Arbitral tribunal cannot derive jurisdiction without parties’ consent and awards by ineligible arbitrators are non est, rules Supreme Court

The Supreme Court has held that a challenge to an arbitrator’s ineligibility can be raised at any stage of the proceedings, as an arbitral award passed by an ineligible arbitrator is non est and has no enforceability or recognition in law.

A Bench of Justices J B Pardiwala and K V Vishwanathan, in a judgment delivered on January 5, 2026, ruled that when an arbitrator is rendered ineligible by operation of Section 12(5) read with the Seventh Schedule of the Arbitration and Conciliation Act, 1996, the arbitrator’s mandate stands automatically terminated.

The Court held that in such cases, an aggrieved party may approach the court under Section 14 read with Section 15 of the Act for appointment of a substitute arbitrator. Where an award has already been passed by an ineligible arbitrator, the affected party is entitled to seek setting aside of the award under Section 34 of the Act.

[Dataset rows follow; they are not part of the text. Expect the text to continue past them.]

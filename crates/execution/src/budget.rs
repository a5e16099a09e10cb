//! Global cost budget shared by all workers.

use tokio::sync::Mutex;

/// Running total of spend against an optional global ceiling.
///
/// The ceiling is checked at dispatch only: a task that starts under budget
/// runs to completion even if its cost pushes the total past the limit.
#[derive(Debug)]
pub struct BudgetTracker {
    max_cost: f64,
    max_cost_per_run: Option<f64>,
    total: Mutex<f64>,
}

impl BudgetTracker {
    /// Create a tracker. `max_cost <= 0` means unlimited.
    pub fn new(max_cost: f64) -> Self {
        Self { max_cost, max_cost_per_run: None, total: Mutex::new(0.0) }
    }

    /// Set the per-task cap handed to executors.
    pub fn with_max_cost_per_run(mut self, cap: Option<f64>) -> Self {
        self.max_cost_per_run = cap.filter(|c| *c > 0.0);
        self
    }

    /// Start from spend carried over from an earlier run.
    pub fn with_initial_total(mut self, spent: f64) -> Self {
        self.total = Mutex::new(spent.max(0.0));
        self
    }

    /// Whether a ceiling is configured.
    pub fn is_limited(&self) -> bool {
        self.max_cost > 0.0
    }

    /// The configured ceiling (`0` when unlimited).
    pub fn max_cost(&self) -> f64 {
        self.max_cost
    }

    /// Per-task cap for executors.
    pub fn max_cost_per_run(&self) -> Option<f64> {
        self.max_cost_per_run
    }

    /// Whether new dispatches must be refused.
    pub async fn is_exhausted(&self) -> bool {
        self.is_limited() && *self.total.lock().await >= self.max_cost
    }

    /// Add spend and return the new total.
    pub async fn record(&self, cost: f64) -> f64 {
        let mut total = self.total.lock().await;
        if cost.is_finite() && cost > 0.0 {
            *total += cost;
        }
        *total
    }

    /// Spend so far.
    pub async fn total_spent(&self) -> f64 {
        *self.total.lock().await
    }
}

#[cfg(test)]
mod tests {
    use super::*;

    #[tokio::test]
    async fn test_unlimited_never_exhausts() {
        let budget = BudgetTracker::new(0.0);
        budget.record(1_000.0).await;
        assert!(!budget.is_exhausted().await);
    }

    #[tokio::test]
    async fn test_exhausts_at_ceiling() {
        let budget = BudgetTracker::new(1.0).with_initial_total(0.4);
        assert!(!budget.is_exhausted().await);
        assert!((budget.record(0.6).await - 1.0).abs() < 1e-9);
        assert!(budget.is_exhausted().await);
    }

    #[tokio::test]
    async fn test_ignores_negative_and_nan_cost() {
        let budget = BudgetTracker::new(1.0);
        budget.record(-5.0).await;
        budget.record(f64::NAN).await;
        assert_eq!(budget.total_spent().await, 0.0);
    }

    #[test]
    fn test_per_run_cap_zero_means_none() {
        let budget = BudgetTracker::new(1.0).with_max_cost_per_run(Some(0.0));
        assert_eq!(budget.max_cost_per_run(), None);
        let budget = BudgetTracker::new(1.0).with_max_cost_per_run(Some(0.25));
        assert_eq!(budget.max_cost_per_run(), Some(0.25));
    }

    #[tokio::test]
    async fn test_concurrent_records_sum() {
        let budget = std::sync::Arc::new(BudgetTracker::new(0.0));
        let handles: Vec<_> = (0..10)
            .map(|_| {
                let budget = budget.clone();
                tokio::spawn(async move { budget.record(0.5).await })
            })
            .collect();
        for h in handles {
            h.await.unwrap();
        }
        assert!((budget.total_spent().await - 5.0).abs() < 1e-9);
    }
}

Section 12(5) of the 1996 Act provides that any person whose relationship with the parties, their counsel, or the dispute falls within any of the categories specified in the Seventh Schedule is ineligible to be appointed as an arbitrator. The Court clarified that since such ineligibility arises by operation of law, not only is a person having an interest in the dispute disqualified, but any appointment made by such a person is ex facie invalid.

The Bench emphasised that the ineligibility under Section 12(5) can be waived only through an express agreement in writing entered into after the disputes have arisen. This requirement, the Court said, ensures that parties are not divested of their right to object inadvertently or through procedural conduct.

The Court categorically held that procedural acts such as issuing a notice invoking arbitration under Section 21, participating in hearings, filing pleadings, seeking interim relief, or responding to applications under Section 33 cannot be treated as an express written waiver within the meaning of the proviso to Section 12(5).

It further held that an arbitrator, upon entering reference and at the very first hearing, must ensure that the parties are willing to proceed and must insist on a written agreement waiving the applicability of Section 12(5), if such waiver is being relied upon.

The Court explained that arbitral proceedings commence upon receipt of a notice invoking arbitration under Section 21, unless otherwise agreed. Such a notice merely sets the arbitration agreement in motion and does not, by itself, amount to consent to the appointment of a particular arbitrator.

Reiterating settled principles, the Bench observed that jurisdiction of an arbitral tribunal flows solely from the consent of the parties. An arbitrator lacking jurisdiction cannot render a valid award on merits, and therefore, an objection to inherent lack of jurisdiction can be raised at any stage of the proceedings.

The Court also underlined the principle of equal treatment of parties, stating that equal participation in the constitution of the arbitral tribunal is essential to ensure independence and impartiality. It held that unilateral appointment of an arbitrator is inconsistent with the core principle of mutual confidence in arbitration and gives rise to legitimate apprehensions of bias.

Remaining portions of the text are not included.